That's the thing, say what you want about low-level boards, Blackwell can fire any of them whenever he wants and he doesn't have to give a reason. I'm going to go out on a limb here and say that his reason would sooner be for disobeying orders than for breaking the law. Kevin Baastalk 21:55, 1 June 2006 (UTC)

Ya but that's a stretch, because if he could fire them on a whim, why didn't he take them out when they explicitly disobeyed his directives regarding provisional ballots and paper weight requirements? Provisional ballots to Blackwell were like his very own Moby Dick. --kizzle 22:09, 1 June 2006 (UTC)

Also, I don't mean to say that disenfranchisement didn't happen, I believe it happened on a massive scale and almost always impacting Democrats rather than Republicans, but from what I have found so far it was due to incompetence rather than intention. With the exception of Blackwell of course, he's a piece of ****. --kizzle 22:11, 1 June 2006 (UTC)

Speaking of Kennedy's alleged "evidence of outright fraud," it's kind of funny that he quotes the DNC study elsewhere, but omits its finding that a statistical analysis of the precinct data actually "is, in the opinion of the team’s political science experts, strong evidence against the claim that widespread fraud systematically misallocated votes from Kerry to Bush." Kennedy is fantastically selective -- not only does he cherry pick which sources to cite, he actually cherry picks which facts to cite, and which to omit, from each source. TheronJ 00:37, 2 June 2006 (UTC)

Though I do believe that a legitimate case can be made against Republicans securing unfair advantages, and a rock-solid case can be made for paper trails, cherry-picking is unfortunately a common feature of many of the arguments of people who believe that the election was stolen. --kizzle 02:16, 2 June 2006 (UTC)

So then, we are agreed: RFK, Jr's article is an inferior grade hack job. Frankly when I read it, I got the feeling he was trying to copy this article without plagerizing it. → Wombdpsw - @ ← 22:36, 2 June 2006 (UTC)

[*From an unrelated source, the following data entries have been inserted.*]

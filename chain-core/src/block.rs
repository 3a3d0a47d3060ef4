//! Tamper-evident block
//!
//! A block's hash is computed once, at construction, over:
//!
//! ```text
//! index || "-" || created_at (RFC 3339, nanoseconds) || "-" || payload || "-" || predecessor_hash
//! ```
//!
//! The genesis block uses [`GENESIS_PREDECESSOR_HASH`] in place of a
//! predecessor hash. Fields are private and there are no setters, so the
//! stored hash always matches a recomputation unless a block was forged
//! through the test-only constructors.

use chrono::{DateTime, SecondsFormat, Utc};
use serde::Serialize;
use sha2::{Digest, Sha256};

use crate::GENESIS_PREDECESSOR_HASH;

/// A single immutable block in the chain
#[derive(Debug, Clone, PartialEq, Eq, Serialize)]
pub struct Block {
    /// Position in the chain (genesis = 0)
    index: u64,

    /// Caller-supplied content
    payload: String,

    /// UTC time the block was constructed
    created_at: DateTime<Utc>,

    /// Arena position of the preceding block, `None` for genesis
    predecessor: Option<u64>,

    /// Hash of the preceding block as recorded at construction
    predecessor_hash: String,

    /// Hex-encoded SHA-256 of this block
    hash: String,
}

impl Block {
    /// Create a block stamped with the current wall-clock time
    pub fn new(index: u64, payload: impl Into<String>, predecessor: Option<&Block>) -> Self {
        Self::at(index, payload, predecessor, Utc::now())
    }

    /// Create a block stamped with an explicit creation time
    ///
    /// `index` is not checked against `predecessor`; the chain service is
    /// responsible for sequencing.
    pub fn at(
        index: u64,
        payload: impl Into<String>,
        predecessor: Option<&Block>,
        created_at: DateTime<Utc>,
    ) -> Self {
        let payload = payload.into();
        let predecessor_hash = predecessor
            .map(|p| p.hash.clone())
            .unwrap_or_else(|| GENESIS_PREDECESSOR_HASH.to_string());
        let hash = compute_hash(index, &created_at, &payload, &predecessor_hash);

        Self {
            index,
            payload,
            created_at,
            predecessor: predecessor.map(|p| p.index),
            predecessor_hash,
            hash,
        }
    }

    /// Position in the chain
    pub fn index(&self) -> u64 {
        self.index
    }

    /// Block content
    pub fn payload(&self) -> &str {
        &self.payload
    }

    /// Creation time (UTC)
    pub fn created_at(&self) -> DateTime<Utc> {
        self.created_at
    }

    /// Arena position of the predecessor, `None` for genesis
    pub fn predecessor(&self) -> Option<u64> {
        self.predecessor
    }

    /// Predecessor hash recorded at construction (`"0"` for genesis)
    pub fn predecessor_hash(&self) -> &str {
        &self.predecessor_hash
    }

    /// Stored hash of this block
    pub fn hash(&self) -> &str {
        &self.hash
    }

    /// True if this block has no predecessor
    pub fn is_genesis(&self) -> bool {
        self.predecessor.is_none()
    }

    /// Recompute the hash from the current field values
    pub fn compute_hash(&self) -> String {
        compute_hash(
            self.index,
            &self.created_at,
            &self.payload,
            &self.predecessor_hash,
        )
    }

    /// True if the stored hash no longer matches the field values
    pub fn is_tampered(&self) -> bool {
        self.hash != self.compute_hash()
    }
}

/// Forging helpers for tamper simulation
///
/// Each returns a copy that keeps the source block's stored hash (or overrides
/// it), so the copy is inconsistent by construction.
#[cfg(test)]
impl Block {
    pub(crate) fn forged_payload(&self, payload: &str) -> Self {
        Self {
            payload: payload.to_string(),
            ..self.clone()
        }
    }

    pub(crate) fn forged_hash(&self, hash: &str) -> Self {
        Self {
            hash: hash.to_string(),
            ..self.clone()
        }
    }

    pub(crate) fn forged_created_at(&self, created_at: DateTime<Utc>) -> Self {
        Self {
            created_at,
            ..self.clone()
        }
    }

    /// Strip the predecessor and reseal, producing a self-consistent block
    /// that claims to be a root.
    pub(crate) fn detached(&self) -> Self {
        let mut block = Self {
            predecessor: None,
            ..self.clone()
        };
        block.hash = block.compute_hash();
        block
    }
}

/// Format a timestamp the way it enters the hash
pub(crate) fn timestamp_text(created_at: &DateTime<Utc>) -> String {
    created_at.to_rfc3339_opts(SecondsFormat::Nanos, true)
}

fn compute_hash(
    index: u64,
    created_at: &DateTime<Utc>,
    payload: &str,
    predecessor_hash: &str,
) -> String {
    let raw = format!(
        "{}-{}-{}-{}",
        index,
        timestamp_text(created_at),
        payload,
        predecessor_hash
    );

    let mut hasher = Sha256::new();
    hasher.update(raw.as_bytes());
    hex::encode(hasher.finalize())
}
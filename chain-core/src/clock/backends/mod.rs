//! Clock backend implementations
//!
//! - `SystemClock`: reads the wall clock
//! - `MockClock`: fixed, settable instant for tests
//!
//! ## Choosing a Backend
//!
//! - **Tests**: Use `MockClock`
//! - **Everything else**: Use `SystemClock`

mod mock;
mod system;

pub use mock::MockClock;
pub use system::SystemClock;
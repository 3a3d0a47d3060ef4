//! Configuration for the chain service

use std::path::Path;

use serde::{Deserialize, Serialize};

use crate::error::{ChainError, Result};

/// Environment variable that toggles strict timestamp ordering
pub const STRICT_TIMESTAMPS_ENV: &str = "CHAIN_STRICT_TIMESTAMPS";

/// Chain service configuration
#[derive(Debug, Clone, Default, PartialEq, Eq, Serialize, Deserialize)]
pub struct ChainConfig {
    /// Require each block to be stamped no earlier than its predecessor.
    ///
    /// Off by default: linkage only rejects timestamps in the future, so a
    /// chain whose timestamps step backwards still validates.
    #[serde(default)]
    pub strict_timestamps: bool,
}

impl ChainConfig {
    /// Create the default (lenient) configuration
    pub fn new() -> Self {
        Self::default()
    }

    /// Enable or disable strict timestamp ordering
    pub fn strict_timestamps(mut self, strict: bool) -> Self {
        self.strict_timestamps = strict;
        self
    }

    /// Parse a configuration from JSON
    pub fn from_json_str(json: &str) -> Result<Self> {
        Ok(serde_json::from_str(json)?)
    }

    /// Load a configuration from a JSON file
    pub fn from_file(path: impl AsRef<Path>) -> Result<Self> {
        let path = path.as_ref();
        let contents = std::fs::read_to_string(path).map_err(|e| ChainError::IoError {
            message: format!("{}: {}", path.display(), e),
        })?;
        Self::from_json_str(&contents)
    }

    /// Build a configuration from environment variables
    ///
    /// Unset variables keep their defaults.
    pub fn from_env() -> Result<Self> {
        let mut config = Self::default();
        if let Ok(value) = std::env::var(STRICT_TIMESTAMPS_ENV) {
            config.strict_timestamps = parse_flag(STRICT_TIMESTAMPS_ENV, &value)?;
        }
        Ok(config)
    }
}

fn parse_flag(name: &str, value: &str) -> Result<bool> {
    match value.trim().to_ascii_lowercase().as_str() {
        "1" | "true" | "yes" | "on" => Ok(true),
        "0" | "false" | "no" | "off" | "" => Ok(false),
        other => Err(ChainError::InvalidConfig {
            reason: format!("{} must be a boolean, got '{}'", name, other),
        }),
    }
}

#[cfg(test)]
mod tests {
    use super::*;

    #[test]
    fn test_default_is_lenient() {
        assert!(!ChainConfig::default().strict_timestamps);
        assert!(ChainConfig::new().strict_timestamps(true).strict_timestamps);
    }

    #[test]
    fn test_from_json() {
        let config = ChainConfig::from_json_str(r#"{"strict_timestamps": true}"#).unwrap();
        assert!(config.strict_timestamps);

        let config = ChainConfig::from_json_str("{}").unwrap();
        assert!(!config.strict_timestamps);
    }

    #[test]
    fn test_from_json_rejects_garbage() {
        let err = ChainConfig::from_json_str("not json").unwrap_err();
        assert_eq!(err.error_code(), "JSON_ERROR");
    }

    #[test]
    fn test_from_missing_file() {
        let err = ChainConfig::from_file("/nonexistent/chain-config.json").unwrap_err();
        assert_eq!(err.error_code(), "IO_ERROR");
    }

    #[test]
    fn test_from_file() {
        let path = std::env::temp_dir().join(format!("chain-config-{}.json", std::process::id()));
        std::fs::write(&path, r#"{"strict_timestamps": true}"#).unwrap();

        let config = ChainConfig::from_file(&path).unwrap();
        std::fs::remove_file(&path).ok();

        assert!(config.strict_timestamps);
    }

    #[test]
    fn test_parse_flag() {
        assert!(parse_flag("X", "true").unwrap());
        assert!(parse_flag("X", " ON ").unwrap());
        assert!(!parse_flag("X", "0").unwrap());
        assert!(!parse_flag("X", "").unwrap());

        let err = parse_flag("X", "maybe").unwrap_err();
        assert_eq!(err.error_code(), "INVALID_CONFIG");
    }
}
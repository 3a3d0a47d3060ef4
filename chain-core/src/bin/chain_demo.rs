//! Chain demo CLI - build a small chain and print it
//!
//! Usage:
//!     chain-demo
//!     chain-demo "Alice pays Bob 5" "Bob pays Charlie 2"
//!     chain-demo --json
//!     chain-demo --config chain.json
//!
//! Log verbosity follows `RUST_LOG` (default `chain_core=info`).

use std::path::PathBuf;

use clap::Parser;
use chain_core::{block::Block, ChainConfig, ChainService, SystemClock};
use tracing_subscriber::{layer::SubscriberExt, util::SubscriberInitExt};

const DEFAULT_PAYLOADS: [&str; 3] = ["Alice pays Bob 5", "Bob pays Charlie 2", "Charlie pays Dave 1"];

#[derive(Parser, Debug)]
#[command(name = "chain-demo")]
#[command(about = "Build a demo hash chain and print every block")]
#[command(version)]
struct Args {
    /// Payloads to append after the genesis block
    payloads: Vec<String>,

    /// Path to a JSON chain configuration
    #[arg(short, long)]
    config: Option<PathBuf>,

    /// Output the chain as JSON instead of text
    #[arg(long)]
    json: bool,
}

fn main() {
    tracing_subscriber::registry()
        .with(
            tracing_subscriber::EnvFilter::try_from_default_env()
                .unwrap_or_else(|_| "chain_core=info".into()),
        )
        .with(tracing_subscriber::fmt::layer().with_writer(std::io::stderr))
        .init();

    let args = Args::parse();

    let config = match load_config(&args.config) {
        Ok(c) => c,
        Err(e) => {
            eprintln!("Error loading config: {}", e);
            std::process::exit(1);
        }
    };

    let mut chain = ChainService::with_config(SystemClock::new(), config);

    let payloads: Vec<String> = if args.payloads.is_empty() {
        DEFAULT_PAYLOADS.iter().map(|p| p.to_string()).collect()
    } else {
        args.payloads
    };

    for payload in &payloads {
        if let Err(e) = chain.append(payload) {
            eprintln!("Skipped {:?}: {}", payload, e);
        }
    }

    if args.json {
        match serde_json::to_string_pretty(chain.blocks()) {
            Ok(json) => println!("{}", json),
            Err(e) => {
                eprintln!("Error serializing chain: {}", e);
                std::process::exit(1);
            }
        }
    } else {
        for block in chain.blocks() {
            print_block(block);
        }
    }

    let verification = chain.verify();
    if verification.is_valid {
        tracing::info!("Chain of {} blocks is valid", verification.block_count);
    } else {
        eprintln!(
            "Chain is INVALID: {}",
            verification.message.unwrap_or_default()
        );
        std::process::exit(2);
    }
}

fn load_config(path: &Option<PathBuf>) -> chain_core::Result<ChainConfig> {
    match path {
        Some(path) => ChainConfig::from_file(path),
        None => ChainConfig::from_env(),
    }
}

fn print_block(block: &Block) {
    let predecessor = if block.is_genesis() {
        "None"
    } else {
        block.predecessor_hash()
    };

    println!("Index: {}", block.index());
    println!("Payload: {}", block.payload());
    println!("Created: {}", block.created_at().to_rfc3339());
    println!("Predecessor Hash: {}", predecessor);
    println!("Hash: {}", block.hash());
    println!("{}", "-".repeat(50));
}
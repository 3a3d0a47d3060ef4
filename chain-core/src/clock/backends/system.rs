//! Wall-clock backend

use chrono::{DateTime, Local, Utc};

use crate::clock::Clock;

/// Clock backed by the operating system's wall clock
#[derive(Debug, Clone, Copy, Default)]
pub struct SystemClock;

impl SystemClock {
    /// Create a new system clock
    pub fn new() -> Self {
        Self
    }
}

impl Clock for SystemClock {
    fn local_time(&self) -> DateTime<Local> {
        Local::now()
    }

    fn utc_time(&self) -> DateTime<Utc> {
        Utc::now()
    }

    fn name(&self) -> &'static str {
        "system"
    }
}

#[cfg(test)]
mod tests {
    use super::*;

    #[test]
    fn test_system_clock_moves_forward() {
        let clock = SystemClock::new();
        let first = clock.utc_time();
        let second = clock.utc_time();
        assert!(second >= first);
    }

    #[test]
    fn test_local_and_utc_agree() {
        let clock = SystemClock::new();
        let utc = clock.utc_time();
        let local = clock.local_time().with_timezone(&Utc);
        let drift = (local - utc).num_seconds().abs();
        assert!(drift < 5, "local and utc differ by {}s", drift);
    }
}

I think Kennedy's article is very well written. That it uses some of the same sources as this article doesn't mean it was trying to copy this article. There have been plenty of articles covering the 2004 election, and many of them use the same sources, and cover the same issues, like the exit polls. What Kennedy's article does is confirm much of what was written here, and add new information, such as the results of an interview with Blackwell, where he claimed Ohio set a "gold standard" for elections. What a joke. Anyway, you're welcome to your own opinion on the article, but it should be clear that it's far from the only way the article can be seen. -- noosphere 20:05, 3 June 2006 (UTC)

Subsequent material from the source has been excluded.